Post-Conference Education

A Memorable Day on the Bay

March, 2008
by Jane Shipman, Connecticut CMG

About the Author

San Diego, CA December 7, 2007 (anniversary of the attack on Pearl Harbor)

The last day of our CMG 2007 Conference in San Diego was made even more memorable by a trip to the USS Midway Aircraft carrier, a ship that had been in service for 47 years. Several of us agreed to meet after our Friday morning sessions to walk over to the USS Midway which is now a floating museum permanently anchored in San Diego Harbor.

A brief history of the USS Midway includes the following facts:

September 10, 1945
Commissioned as the first ship too large for the Panama Canal, it would be the largest ship in the world for 10 years.

March 1946
The Midway was the first carrier to launch aircraft above the Arctic Circle and operate extensively with a helicopter on board. The first jet takeoff from a carrier was an FR-1 Fireball.

Sept. 6, 1947
The Midway launched the first missile from a ship, a captured German V-2 rocket, during an experiment called Operation Sandy.

June 13, 1963
The Midway conducted the first fully automated "hands-off" landing with production equipment, using technology later used in the space program.

June 17, 1965
The Midway had the first confirmed downing of a MiG in the Vietnam War.

January 17, 1991
Aircraft from the USS Midway were the first to launch in Desert Storm. The carrier out performed all other American carriers and was the only carrier not to lose an aircraft.

April 11, 1992
The Midway was decommissioned at North Island Naval Air Station (San Diego).

A "City at Sea", the carrier has a displacement of 45,000 tons, a length of 968 feet, a crew of 4,500 and 200 miles of piping and 3,000 miles of copper conductor, ship fuel capacity of 2.23 million gallons and jet fuel capacity of 1.24 million gallons and produced 240,000 gallons of desalinized water daily.

This isn't just a floating museum with exhibits, signs and videos. US Navy veterans are on hand every day to explain the exhibits, talk about life at sea and answer questions often times standing next to the type of aircraft they flew.

I had the privilege to speak with a WWII veteran who was there at Pearl Harbor on December 7th and realized that soon those who served will be gone from our midst.
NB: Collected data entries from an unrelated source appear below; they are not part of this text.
use std::io::Cursor;
use std::path::{Path, PathBuf};

use quick_xml::events::{BytesStart, BytesText, Event};
use quick_xml::{Reader, Writer};
use tracing::{info, warn};

use crate::error::{Error, Result};

/// `<string name="...">` entries that carry the user-visible application name.
pub const APP_NAME_KEYS: [&str; 2] = ["app_name", "title_activity_main"];

pub fn strings_path(res_dir: &Path) -> PathBuf {
    res_dir.join("values").join("strings.xml")
}

fn is_app_name_entry(e: &BytesStart<'_>) -> Result<bool> {
    if e.name().as_ref() != b"string" {
        return Ok(false);
    }
    Ok(match e.try_get_attribute("name")? {
        Some(attr) => APP_NAME_KEYS
            .iter()
            .any(|key| attr.value.as_ref() == key.as_bytes()),
        None => false,
    })
}

/// Replace the text of every app-name entry in `xml` with `app_name`.
/// Returns the rewritten document and the number of entries replaced;
/// everything else passes through unchanged.
pub fn rename_app(xml: &str, app_name: &str) -> Result<(String, usize)> {
    let mut reader = Reader::from_str(xml);
    let mut writer = Writer::new(Cursor::new(Vec::new()));
    // Nesting depth inside an entry being replaced.
    let mut replacing: Option<usize> = None;
    let mut replaced = 0;

    loop {
        let event = reader.read_event()?;
        if let Some(depth) = replacing {
            match event {
                Event::Start(_) => replacing = Some(depth + 1),
                Event::End(e) if depth == 0 => {
                    writer.write_event(Event::End(e))?;
                    replacing = None;
                }
                Event::End(_) => replacing = Some(depth - 1),
                Event::Eof => break,
                _ => {}
            }
            continue;
        }

        match event {
            Event::Start(e) if is_app_name_entry(&e)? => {
                writer.write_event(Event::Start(e))?;
                writer.write_event(Event::Text(BytesText::new(app_name)))?;
                replacing = Some(0);
                replaced += 1;
            }
            Event::Eof => break,
            e => writer.write_event(e)?,
        }
    }

    let bytes = writer.into_inner().into_inner();
    let out = String::from_utf8(bytes)
        .map_err(|e| Error::Processing(format!("strings.xml is not UTF-8: {}", e)))?;
    Ok((out, replaced))
}

/// Rewrite `values/strings.xml` under `res_dir` so the launcher shows
/// `app_name`. A missing file is not an error; `Ok(None)` is returned.
pub fn update_app_name(res_dir: &Path, app_name: &str) -> Result<Option<usize>> {
    let path = strings_path(res_dir);
    if !path.exists() {
        warn!("strings.xml not found: {:?}", path);
        return Ok(None);
    }

    let xml = std::fs::read_to_string(&path)?;
    let (updated, replaced) = rename_app(&xml, app_name)?;
    if updated != xml {
        std::fs::write(&path, updated)?;
    }
    info!(
        "strings.xml updated with name {:?} ({} entries)",
        app_name, replaced
    );
    Ok(Some(replaced))
}

#[cfg(test)]
mod tests {
    use super::*;

    const STRINGS: &str = r#"<?xml version='1.0' encoding='utf-8'?>
<resources>
    <string name="app_name">Grimoire</string>
    <string name="title_activity_main">Grimoire</string>
    <string name="package_name">com.example.grimoire</string>
    <string name="custom_url_scheme">com.example.grimoire</string>
</resources>
"#;

    #[test]
    fn replaces_only_app_name_entries() {
        let (out, replaced) = rename_app(STRINGS, "Morsmordre").unwrap();
        assert_eq!(replaced, 2);
        assert!(out.contains(r#"<string name="app_name">Morsmordre</string>"#));
        assert!(out.contains(r#"<string name="title_activity_main">Morsmordre</string>"#));
        assert!(out.contains(r#"<string name="package_name">com.example.grimoire</string>"#));
        assert!(out.starts_with("<?xml version='1.0' encoding='utf-8'?>"));
    }

    #[test]
    fn nested_markup_is_replaced_wholesale() {
        let xml = r#"<resources><string name="app_name">My <b>App</b></string></resources>"#;
        let (out, replaced) = rename_app(xml, "Plain").unwrap();
        assert_eq!(replaced, 1);
        assert_eq!(
            out,
            r#"<resources><string name="app_name">Plain</string></resources>"#
        );
    }

    #[test]
    fn name_is_escaped() {
        let xml = r#"<resources><string name="app_name">x</string></resources>"#;
        let (out, _) = rename_app(xml, "Salt & <Pepper>").unwrap();
        assert!(out.contains("Salt &amp; &lt;Pepper&gt;"));
    }

    #[test]
    fn missing_file_is_skipped() {
        let dir = tempfile::tempdir().unwrap();
        assert_eq!(update_app_name(dir.path(), "Morsmordre").unwrap(), None);
    }

    #[test]
    fn file_is_rewritten_in_place() {
        let dir = tempfile::tempdir().unwrap();
        let path = strings_path(dir.path());
        std::fs::create_dir_all(path.parent().unwrap()).unwrap();
        std::fs::write(&path, STRINGS).unwrap();

        assert_eq!(update_app_name(dir.path(), "Morsmordre").unwrap(), Some(2));
        let written = std::fs::read_to_string(&path).unwrap();
        assert!(written.contains(r#"<string name="app_name">Morsmordre</string>"#));
    }
}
He had as much enthusiasm and interest in the present and the future as in the past and it touched my heart to hear him.

I caught up with Denise Kalm and her partner Michael Goldstein, a former Navy pilot who served on the USS Forrestal. They were on the Midway carrier deck where a Navy pilot veteran was describing how to land the jets and the exactitude required to land safely, stopping the aircraft by using the tail hook, moving off the flight deck for refueling and taking off again. The arrival rate between aircraft landing during a mission was less than 2 minutes if everything went according to plan. The angle of approach, touch down, lining up with lighted "meatball" to find this "postage stamp landing pad" in an ocean of blue. Well, I marveled. And it got better as Mike and the other Navy pilot swapped commentary about night time landings when you had to rely completely on instrumentation and lights and not on vision because everything was black. And when they learned how to fly, there weren't the computer program flight simulators they have today. So they had to practice with blindfolds to know the location of each and every knob and switch. They both agreed that night landings while a requirement of their jobs were "kinda scary" in retrospect.

Bob Wackelin of Connecticut CMG and I checked out a Huey helicopter on the deck. Bob served in the Army. Margaret Greenberg was our photographer and captured some great shots. Jeff and Judy Buzen caught up with us in the War room. The computers looked like a very different generation, but it occurred to me that while technology changes, the activities of ensuring peak performance and providing capacity and measuring against the plan are skills that will always be necessary to accomplish any mission.

It was just a short walk from the hotel which can be seen in the center of the picture just above the nose of the aircraft.
This is where we came in on the hangar deck.
The Captain, L.L. Ernst was the last captain before the Midway became a museum. The number 41 is the number used to identify it from the air. There was a huge neon sign to make the Midway easy to find.
On the hangar deck, there was a veteran talking about the ship. Perhaps, this is what Jane saw.
Because of the 66th anniversary of the attack on Pearl Harbor, there was a ceremony on the hangar deck.
Mike and this guy had a great discussion on how planes had to work to land on the deck. We’re in the area called "the trap".
Our lecturer is explaining how the flight deck worked.
Here he points out the difficulty of landing, how the approach had to be just so and even a rough seas approach.
Some of the Connecticut delegation inspecting the planes.
The number of planes and aircraft on the flight deck was amazing.
This statue is in a small park immediately next to the Midway.